Depuis plusieurs années Colin Neilands catalogue les ballades populaires anglophones irlandaises, publiées ou non, recueillies par la tradition orale ou trouvées dans le corpus des chansons de colportage. On a pu dire que la somme du matériau folklorique non publié dans les archives irlandaises, particulièrement dans celles de la République, est stupéfiant; non seulement en gaëlique, mais aussi en anglais, qu’il soit en vers ou en prose. Le catalogue de Neilands en est d’autant plus utile et précieux, même dans la forme partielle présentée ici, répertoriant les ballades que la tradition chantée de Terre-Neuve a partagées avec l’Irlande. En prospectant les Archives de folklore de l’Université Memorial de Terre-Neuve, il nous fait découvrir une autre source importante de matériau folklorique, peut-être plus importante encore que celle de l’Irlande elle-même si l’on ne tient compte que des textes publiés. La comparaison de Neilands relève l’étendue du répertoire partagé, et les sujets privilégiés des chansons. Cette recherche soulèvera de toute évidence d’autres questions: la » génétique » de la chanson traditionnelle qui a toujours suscité des interrogations sur les adaptations de forme et de contenu; des questions quant aux chansons irlandaises qui n’ont pas » pris » à Terre-Neuve; et bien sûr des questions à propos des chansons qui prospèrent dans le Nouveau Monde mais qui ont perdu de leur popularité dans l’Ancien.

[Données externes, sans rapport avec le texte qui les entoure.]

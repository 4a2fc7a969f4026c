//! # Domain Event Publishing
//!
//! Services announce completed state changes through [`SaleEventPublisher`].
//! Publishing is fire-and-forget: it happens AFTER the transaction commits,
//! cannot fail, and cannot roll the operation back.
//!
//! ## Event Flow
//! ```text
//! ┌─────────────────────────────────────────────────────────────────────────┐
//! │   SaleService::cancel_item                                              │
//! │        │                                                                │
//! │        ├── load aggregate ── mutate ── persist (COMMIT)                 │
//! │        │                                                                │
//! │        └── publisher.item_cancelled(sale_id, product_id)                │
//! │                 │                                                       │
//! │                 └── cascade fired? also publisher.sale_cancelled(id)    │
//! └─────────────────────────────────────────────────────────────────────────┘
//! ```
//!
//! Two implementations ship with the crate: [`LogEventPublisher`] writes
//! structured payloads to the log, [`NoopEventPublisher`] swallows events
//! (tests, batch tools).

use serde_json::json;
use tracing::info;
use uuid::Uuid;

/// Receiver for sale lifecycle notifications.
///
/// Implementations must not block and must not fail; a publisher is told
/// about a change that has already been committed.
pub trait SaleEventPublisher: Send + Sync {
    /// A sale was created and persisted.
    fn sale_created(&self, sale_id: Uuid);

    /// A sale's content changed (catalog-facing modification).
    fn sale_modified(&self, sale_id: Uuid);

    /// A sale transitioned to Cancelled, explicitly or via cascade.
    fn sale_cancelled(&self, sale_id: Uuid);

    /// A single line item was cancelled.
    fn item_cancelled(&self, sale_id: Uuid, product_id: Uuid);
}

// =============================================================================
// Log Publisher
// =============================================================================

/// Publishes events as structured log records.
#[derive(Debug, Clone, Default)]
pub struct LogEventPublisher;

impl LogEventPublisher {
    pub fn new() -> Self {
        LogEventPublisher
    }

    fn publish(&self, payload: serde_json::Value) {
        info!(target: "vendo::events", %payload, "Domain event published");
    }
}

impl SaleEventPublisher for LogEventPublisher {
    fn sale_created(&self, sale_id: Uuid) {
        self.publish(json!({ "event": "SaleCreated", "sale_id": sale_id }));
    }

    fn sale_modified(&self, sale_id: Uuid) {
        self.publish(json!({ "event": "SaleModified", "sale_id": sale_id }));
    }

    fn sale_cancelled(&self, sale_id: Uuid) {
        self.publish(json!({ "event": "SaleCancelled", "sale_id": sale_id }));
    }

    fn item_cancelled(&self, sale_id: Uuid, product_id: Uuid) {
        self.publish(json!({
            "event": "ItemCancelled",
            "sale_id": sale_id,
            "product_id": product_id,
        }));
    }
}

// =============================================================================
// Noop Publisher
// =============================================================================

/// Swallows all events. For tests and offline tooling.
#[derive(Debug, Clone, Default)]
pub struct NoopEventPublisher;

impl NoopEventPublisher {
    pub fn new() -> Self {
        NoopEventPublisher
    }
}

impl SaleEventPublisher for NoopEventPublisher {
    fn sale_created(&self, _sale_id: Uuid) {}
    fn sale_modified(&self, _sale_id: Uuid) {}
    fn sale_cancelled(&self, _sale_id: Uuid) {}
    fn item_cancelled(&self, _sale_id: Uuid, _product_id: Uuid) {}
}
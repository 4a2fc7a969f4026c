// ============================================================================
// Discount Schedule - Quantity-Tiered Discounts
// ============================================================================
//
// The discount for a sale line depends ONLY on the quantity purchased:
//
// ```
//   quantity 1..=3    →  no discount
//   quantity 4..=9    →  10% of (unit_price × quantity)
//   quantity 10..=20  →  20% of (unit_price × quantity)
//   quantity > 20     →  rejected at construction (see validation.rs)
// ```
//
// Boundaries are inclusive on the lower bound: 4 earns 10%, 10 earns 20%.
//
// The schedule runs ONCE, when the line is built. The resulting amount is
// frozen on the item; later price or schedule changes never touch existing
// sales.
//
// ============================================================================

use rust_decimal::Decimal;
use serde::{Deserialize, Serialize};

use crate::money::Money;
use crate::{DISCOUNT_TIER_MID, DISCOUNT_TIER_TOP, MAX_LINE_QUANTITY};

/// A discount rate in basis points (1 bps = 0.01%).
///
/// Stored as an integer so rates compare exactly; converted to `Decimal`
/// only at application time.
#[derive(Debug, Clone, Copy, PartialEq, Eq, PartialOrd, Ord, Hash, Serialize, Deserialize)]
pub struct DiscountRate(u32);

impl DiscountRate {
    /// No discount
    pub const ZERO: DiscountRate = DiscountRate(0);

    pub const fn from_bps(bps: u32) -> Self {
        DiscountRate(bps)
    }

    pub const fn bps(&self) -> u32 {
        self.0
    }

    pub fn is_zero(&self) -> bool {
        self.0 == 0
    }

    /// The rate as an exact decimal fraction (1000 bps → 0.1000)
    pub fn as_decimal(&self) -> Decimal {
        Decimal::new(self.0 as i64, 4)
    }
}

/// The discount rate earned by a given line quantity.
///
/// Quantities outside 1..=20 never reach the schedule; construction
/// rejects them first.
pub fn rate_for_quantity(quantity: i64) -> DiscountRate {
    match quantity {
        q if q >= DISCOUNT_TIER_TOP && q <= MAX_LINE_QUANTITY => DiscountRate::from_bps(2000),
        q if q >= DISCOUNT_TIER_MID => DiscountRate::from_bps(1000),
        _ => DiscountRate::ZERO,
    }
}

/// The frozen discount amount for a line: rate applied to the gross
/// extension (unit_price × quantity).
pub fn discount_amount(unit_price: Money, quantity: i64) -> Money {
    unit_price
        .multiply_quantity(quantity)
        .apply_rate(rate_for_quantity(quantity))
}

// ============================================================================
// Tests
// ============================================================================

#[cfg(test)]
mod tests {
    use super::*;
    use rust_decimal::Decimal;

    fn price(major: i64) -> Money {
        Money::new(Decimal::from(major))
    }

    #[test]
    fn test_tier_boundaries() {
        assert_eq!(rate_for_quantity(1).bps(), 0);
        assert_eq!(rate_for_quantity(3).bps(), 0);
        assert_eq!(rate_for_quantity(4).bps(), 1000);
        assert_eq!(rate_for_quantity(9).bps(), 1000);
        assert_eq!(rate_for_quantity(10).bps(), 2000);
        assert_eq!(rate_for_quantity(20).bps(), 2000);
    }

    #[test]
    fn test_discount_amount_mid_tier() {
        // 5 × $10.00 = $50.00 gross, 10% → $5.00
        assert_eq!(discount_amount(price(10), 5), price(5));
    }

    #[test]
    fn test_discount_amount_top_tier() {
        // 10 × $20.00 = $200.00 gross, 20% → $40.00
        assert_eq!(discount_amount(price(20), 10), price(40));
        // 15 × $20.00 = $300.00 gross, 20% → $60.00
        assert_eq!(discount_amount(price(20), 15), price(60));
    }

    #[test]
    fn test_no_discount_below_four() {
        assert_eq!(discount_amount(price(100), 3), Money::ZERO);
    }

    #[test]
    fn test_rate_as_decimal() {
        assert_eq!(DiscountRate::from_bps(1000).as_decimal(), Decimal::new(1, 1));
        assert_eq!(DiscountRate::from_bps(2000).as_decimal(), Decimal::new(2, 1));
        assert!(DiscountRate::ZERO.as_decimal().is_zero());
    }
}
// ============================================================================
// Money - Exact Decimal Currency Arithmetic
// ============================================================================
//
// All monetary amounts are `rust_decimal::Decimal` wrapped in a newtype.
//
// ## Why Decimal and not floats?
// ```
// Float:    10.00 * 0.10 = 1.0000000000000002  ← drift compounds over lines
// Decimal:  10.00 * 0.10 = 1.00                ← exact, always
// ```
//
// ## Why a newtype and not a bare Decimal?
// - Type safety: can't accidentally add a price to a quantity
// - Single place for display formatting and rate application
//
// Discounts use `DiscountRate` (basis points, see discount.rs), applied with
// exact decimal math and no rounding step.
//
// ============================================================================

use rust_decimal::Decimal;
use serde::{Deserialize, Serialize};
use std::fmt;
use std::iter::Sum;
use std::ops::{Add, AddAssign, Sub, SubAssign};

use crate::discount::DiscountRate;

/// Monetary amount in the store currency.
#[derive(
    Debug, Clone, Copy, PartialEq, Eq, PartialOrd, Ord, Hash, Default, Serialize, Deserialize,
)]
#[serde(transparent)]
pub struct Money(Decimal);

impl Money {
    /// Zero amount
    pub const ZERO: Money = Money(Decimal::ZERO);

    /// Create from a raw decimal amount
    pub const fn new(amount: Decimal) -> Self {
        Money(amount)
    }

    /// The underlying decimal amount
    pub fn amount(&self) -> Decimal {
        self.0
    }

    pub fn is_zero(&self) -> bool {
        self.0.is_zero()
    }

    pub fn is_negative(&self) -> bool {
        self.0.is_sign_negative() && !self.0.is_zero()
    }

    /// Line-level extension: amount × quantity
    pub fn multiply_quantity(&self, quantity: i64) -> Money {
        Money(self.0 * Decimal::from(quantity))
    }

    /// Apply a rate (e.g. a discount) to this amount.
    ///
    /// Exact: 1000 bps on $50.00 is precisely $5.00, no rounding.
    pub fn apply_rate(&self, rate: DiscountRate) -> Money {
        Money(self.0 * rate.as_decimal())
    }
}

impl fmt::Display for Money {
    fn fmt(&self, f: &mut fmt::Formatter<'_>) -> fmt::Result {
        if self.is_negative() {
            write!(f, "-${}", self.0.abs())
        } else {
            write!(f, "${}", self.0)
        }
    }
}

impl Add for Money {
    type Output = Money;
    fn add(self, rhs: Money) -> Money {
        Money(self.0 + rhs.0)
    }
}

impl Sub for Money {
    type Output = Money;
    fn sub(self, rhs: Money) -> Money {
        Money(self.0 - rhs.0)
    }
}

impl AddAssign for Money {
    fn add_assign(&mut self, rhs: Money) {
        self.0 += rhs.0;
    }
}

impl SubAssign for Money {
    fn sub_assign(&mut self, rhs: Money) {
        self.0 -= rhs.0;
    }
}

impl Sum for Money {
    fn sum<I: Iterator<Item = Money>>(iter: I) -> Money {
        iter.fold(Money::ZERO, Add::add)
    }
}

impl From<Decimal> for Money {
    fn from(amount: Decimal) -> Self {
        Money(amount)
    }
}

// ============================================================================
// Tests
// ============================================================================
//! # Database Pool Management
//!
//! Connection pool creation and configuration for SQLite.
//!
//! ## Architecture
//! ```text
//! ┌─────────────────────────────────────────────────────────────────────────┐
//! │                      Database Connection Pool                           │
//! │                                                                         │
//! │  Service Startup                                                       │
//! │       │                                                                 │
//! │       ▼                                                                 │
//! │  DbConfig::new(path) ← Configure pool settings                         │
//! │       │                                                                 │
//! │       ▼                                                                 │
//! │  Database::new(config).await ← Create pool + run migrations            │
//! │       │                                                                 │
//! │       ▼                                                                 │
//! │  ┌─────────────────────────────────────────┐                           │
//! │  │            SqlitePool                    │                           │
//! │  │  ┌─────┐ ┌─────┐ ┌─────┐ ┌─────┐       │                           │
//! │  │  │Conn1│ │Conn2│ │Conn3│ │Conn4│ ...   │  (max_connections)        │
//! │  │  └─────┘ └─────┘ └─────┘ └─────┘       │                           │
//! │  └─────────────────────────────────────────┘                           │
//! │       │                                                                 │
//! │       ▼                                                                 │
//! │  db.products() / db.sales() / db.carts()                               │
//! │                                                                         │
//! └─────────────────────────────────────────────────────────────────────────┘
//! ```
//!
//! ## WAL Mode
//! SQLite WAL (Write-Ahead Logging) mode is enabled for:
//! - Better concurrent read performance
//! - Readers don't block writers
//! - Better crash recovery

use sqlx::sqlite::{SqliteConnectOptions, SqliteJournalMode, SqlitePoolOptions, SqliteSynchronous};
use sqlx::SqlitePool;
use std::path::PathBuf;
use std::str::FromStr;
use std::time::Duration;
use tracing::{debug, info};

use crate::error::{DbError, DbResult};
use crate::migrations;
use crate::repository::cart::CartRepository;
use crate::repository::product::ProductRepository;
use crate::repository::sale::SaleRepository;

// =============================================================================
// Configuration
// =============================================================================

/// Database configuration.
///
/// ## Example
/// ```rust,ignore
/// let config = DbConfig::new("/path/to/vendo.db")
///     .max_connections(5)
///     .min_connections(1);
/// ```
#[derive(Debug, Clone)]
pub struct DbConfig {
    /// Path to the SQLite database file.
    pub database_path: PathBuf,

    /// Maximum number of connections in the pool.
    /// Default: 5
    pub max_connections: u32,

    /// Minimum number of connections to keep alive.
    /// Default: 1
    pub min_connections: u32,

    /// Connection timeout duration.
    /// Default: 30 seconds
    pub connect_timeout: Duration,

    /// Idle timeout before closing a connection.
    /// Default: 10 minutes
    pub idle_timeout: Duration,

    /// Whether to run migrations on connect.
    /// Default: true
    pub run_migrations: bool,
}

impl DbConfig {
    /// Creates a new database configuration with the given path.
    /// The file is created if it doesn't exist.
    pub fn new(path: impl Into<PathBuf>) -> Self {
        DbConfig {
            database_path: path.into(),
            max_connections: 5,
            min_connections: 1,
            connect_timeout: Duration::from_secs(30),
            idle_timeout: Duration::from_secs(600),
            run_migrations: true,
        }
    }

    /// Sets the maximum number of connections.
    pub fn max_connections(mut self, max: u32) -> Self {
        self.max_connections = max;
        self
    }

    /// Sets the minimum number of connections.
    pub fn min_connections(mut self, min: u32) -> Self {
        self.min_connections = min;
        self
    }

    /// Sets the connection timeout.
    pub fn connect_timeout(mut self, timeout: Duration) -> Self {
        self.connect_timeout = timeout;
        self
    }

    /// Sets whether to run migrations on connect.
    pub fn run_migrations(mut self, run: bool) -> Self {
        self.run_migrations = run;
        self
    }

    /// Creates an in-memory database configuration (for testing).
    ///
    /// ## Usage
    /// ```rust,ignore
    /// let config = DbConfig::in_memory();
    /// let db = Database::new(config).await?;
    /// // Database is isolated, perfect for tests
    /// ```
    pub fn in_memory() -> Self {
        DbConfig {
            database_path: PathBuf::from(":memory:"),
            max_connections: 1, // In-memory requires single connection
            min_connections: 1,
            connect_timeout: Duration::from_secs(5),
            idle_timeout: Duration::from_secs(60),
            run_migrations: true,
        }
    }
}

// =============================================================================
// Database
// =============================================================================

/// Main database handle providing repository access.
///
/// ## Usage
/// ```rust,ignore
/// let db = Database::new(DbConfig::new("./vendo.db")).await?;
/// let product = db.products().get_by_id(id).await?;
/// ```
#[derive(Debug, Clone)]
pub struct Database {
    /// The SQLite connection pool.
    pool: SqlitePool,
}

impl Database {
    /// Creates a new database connection pool.
    ///
    /// ## What This Does
    /// 1. Creates the database file if it doesn't exist
    /// 2. Configures SQLite:
    ///    - WAL mode for concurrent reads
    ///    - NORMAL synchronous (balance of safety/speed)
    ///    - Foreign keys enabled
    /// 3. Creates the connection pool
    /// 4. Runs migrations (if enabled)
    pub async fn new(config: DbConfig) -> DbResult<Self> {
        info!(
            path = %config.database_path.display(),
            "Initializing database connection"
        );

        // sqlite://path creates file if not exists
        let connect_url = format!("sqlite://{}?mode=rwc", config.database_path.display());

        let connect_options = SqliteConnectOptions::from_str(&connect_url)
            .map_err(|e| DbError::ConnectionFailed(e.to_string()))?
            // WAL mode: readers don't block writers and vice versa
            .journal_mode(SqliteJournalMode::Wal)
            // NORMAL synchronous: safe from corruption, may lose last
            // transaction on power failure
            .synchronous(SqliteSynchronous::Normal)
            // SQLite ships with foreign keys disabled for backwards
            // compatibility; the schema relies on them
            .foreign_keys(true)
            .create_if_missing(true);

        debug!("Connection options configured");

        let pool = SqlitePoolOptions::new()
            .max_connections(config.max_connections)
            .min_connections(config.min_connections)
            .acquire_timeout(config.connect_timeout)
            .idle_timeout(Some(config.idle_timeout))
            .connect_with(connect_options)
            .await
            .map_err(|e| DbError::ConnectionFailed(e.to_string()))?;

        info!(
            max_connections = config.max_connections,
            "Database pool created"
        );

        let db = Database { pool };

        if config.run_migrations {
            db.run_migrations().await?;
        }

        Ok(db)
    }

    /// Runs database migrations.
    ///
    /// Automatically called by `new()` unless disabled in the config.
    /// Idempotent: safe to run multiple times.
    pub async fn run_migrations(&self) -> DbResult<()> {
        info!("Running database migrations");
        migrations::run_migrations(&self.pool).await?;
        info!("Migrations complete");
        Ok(())
    }

    /// Returns a reference to the connection pool.
    ///
    /// For advanced queries not covered by repositories.
    /// Prefer using repository methods when available.
    pub fn pool(&self) -> &SqlitePool {
        &self.pool
    }

    /// Returns the product repository.
    pub fn products(&self) -> ProductRepository {
        ProductRepository::new(self.pool.clone())
    }

    /// Returns the sale repository.
    pub fn sales(&self) -> SaleRepository {
        SaleRepository::new(self.pool.clone())
    }

    /// Returns the cart repository.
    pub fn carts(&self) -> CartRepository {
        CartRepository::new(self.pool.clone())
    }

    /// Closes the database connection pool.
    ///
    /// After calling close, all repository operations will fail.
    pub async fn close(&self) {
        info!("Closing database connection pool");
        self.pool.close().await;
    }

    /// Checks if the database is healthy (can execute queries).
    pub async fn health_check(&self) -> bool {
        sqlx::query("SELECT 1").execute(&self.pool).await.is_ok()
    }
}

// =============================================================================
// Unit Tests
// =============================================================================

#[cfg(test)]
mod tests {
    use super::*;

    #[tokio::test]
    async fn test_in_memory_database() {
        let config = DbConfig::in_memory();
        let db = Database::new(config).await.unwrap();

        assert!(db.health_check().await);
    }

    #[tokio::test]
    async fn test_migrations_are_idempotent() {
        let db = Database::new(DbConfig::in_memory()).await.unwrap();
        db.run_migrations().await.unwrap();

        let (total, applied) = migrations::migration_status(db.pool()).await.unwrap();
        assert_eq!(total, applied);
    }

    #[tokio::test]
    async fn test_config_builder() {
        let config = DbConfig::new("/tmp/test.db")
            .max_connections(10)
            .min_connections(2);

        assert_eq!(config.max_connections, 10);
        assert_eq!(config.min_connections, 2);
    }
}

La valeur des collections d’archives non publiées et les relations entre les traditions européenne et nord-américaine sont à la base du travail de Neilands; il en est de même pour Joseph Le Floc’h qui propose ici une étude de la ballade médiévale française, ou chanson en laisse, La Blanche Biche. Le Floc’h nous présente une version manuscrite de la chanson recueillie en France autour de 1860, longtemps restée dans des archives n’ayant été consultées que par très peu d’étudiants en chanson traditionnelle française. Il regrette que les folkloristes, dans leur ensemble, aient abandonné l’étude de ce matériau ancien. La version de 1860 de La Blanche Biche est d’un grand intérêt: c’est la première version de la chanson pour laquelle la personne qui l’a recueillie, en l’occurrence Mlle G. de la Nicollière (qui pourrait avoir été elle-même l’informatrice), a noté à la fois le texte et l’air. Dans l’histoire de l’étude des ballades, en Europe aussi bien qu’en Amérique, les chercheurs se sont intéressés aux textes bien avant de s’intéresser à la musique; avec pour résultat que la cueillette de la musique s’est faite bien plus tardivement que celle des paroles. Des comptes rendus publiés deLa Blanche Biche, à la fois en France et au Canada, ont jusqu’ici révélé que les versions françaises habituelles de l’air sont tout à fait différentes de la version canadienne (plus homogène). Est-ce donc à dire que les accents de l’air canadien, plus anciens, ont maintenu leur intégrité dans le Nouveau Monde mais pas dans l’Ancien, puisqu’il semble invraisemblable que la version française de 1860 ait été réimportée de l’Amérique du Nord? Par l’emploi de solides techniques d’analyse comparative Le Floc’h met en évidence non seulement les similitudes passées jusqu’alors inaperçues, mais aussi d’intéressantes différences qui suggèrent une foule d’hypothèses quant au changement musical à travers le temps et l’espace. Même si les conclusions de cet article ne peuvent être que suggestives étant donné les contraintes de longueur il est, tout comme Neilands, très clair sur un point: beaucoup de chan sons traditionnelles, non publiées mais accessibles attendent les chercheurs dans les archives, des deux côtés de l’Atlantique.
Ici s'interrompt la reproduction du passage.